PORTLAND — Sam Rosenbaum has Stephen Colbert to thank for his career switch from accountant to cannabis tour operator. The newly minted MBA was watching an episode of “The Colbert Report” in 2014 when the comedian spoke of a “cannabis green rush” coming to Colorado, which had recently become the first state to legalize recreational marijuana.
“The part about bus tours kind of jumped out at me,” Rosenbaum, 34, said. “I came up with High 5 Tours and registered it the next week.” It was a prescient move. One year later, when Rosenbaum’s home state of Oregon voted to legalize cannabis, High 5 Tours was the state’s first cannabis bus tour.

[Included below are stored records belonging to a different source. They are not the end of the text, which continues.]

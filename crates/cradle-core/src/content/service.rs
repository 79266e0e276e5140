//! Content-generation service trait.

use std::sync::Arc;

use async_trait::async_trait;

use crate::error::Result;
use crate::session::question::Question;

use super::model::{EndingSummary, GeneratedOutcome, InitialScene, SessionContext};

/// Callback receiving the accumulated partial text of a streamed response.
///
/// Invoked zero or more times before the call resolves with its final
/// structured result. Callers pass the full buffer so far, not a delta.
pub type ProgressSink = Arc<dyn Fn(&str) + Send + Sync>;

/// The content-generation service the engine consumes.
///
/// This is a narrow contract over an external collaborator: prompt
/// assembly, model choice, and transport all live behind it. Every method
/// may fail with a `Generation` error; the controller converts those into
/// fallback content or a recoverable phase, never a stuck turn loop.
#[async_trait]
pub trait ContentService: Send + Sync {
    /// Generates the opening scenario for a new session.
    async fn generate_initial_scene(
        &self,
        requirements: Option<&str>,
        progress: Option<ProgressSink>,
    ) -> Result<InitialScene>;

    /// Generates the question for the current turn.
    ///
    /// With a progress sink the transport streams, reporting partial text;
    /// without one it resolves in a single round trip.
    async fn generate_question(
        &self,
        ctx: &SessionContext,
        progress: Option<ProgressSink>,
    ) -> Result<Question>;

    /// Generates the outcome for a chosen option, possibly carrying a
    /// lookahead question for the next turn.
    async fn generate_outcome(
        &self,
        ctx: &SessionContext,
        question: &Question,
        choice_text: &str,
        progress: Option<ProgressSink>,
    ) -> Result<GeneratedOutcome>;

    /// Generates the final summary once the game has ended.
    async fn generate_ending(&self, ctx: &SessionContext) -> Result<EndingSummary>;
}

Rosenbaum is not alone in his attempts in growing the world of cannabis tourism.
Eleven states in the United States so far have voted to allow people 21 and older to buy regulated amounts of cannabis product for consumption on private property. Sales systems are not yet in place in Michigan and Maine, and in Massachusetts a gradual licensing of dispensaries began in November. In Vermont, as in Washington, D.C., possession, growing and sharing cannabis are legal, but not buying or selling.
But in six other states (Alaska, California, Colorado, Nevada, Oregon and Washington), business is booming at cannabis dispensaries and related businesses.
As for cannabis tourism, it is totally hot in Colorado and California and emerging in others. Travel entrepreneurs like Rosenbaum are organizing marijuana-infused experiences, including painting classes, bus tours and food classes.
In the Mile High City
The pioneers of cannabis tourism, Colorado Cannabis Tours and My 420 Tours, are in Denver.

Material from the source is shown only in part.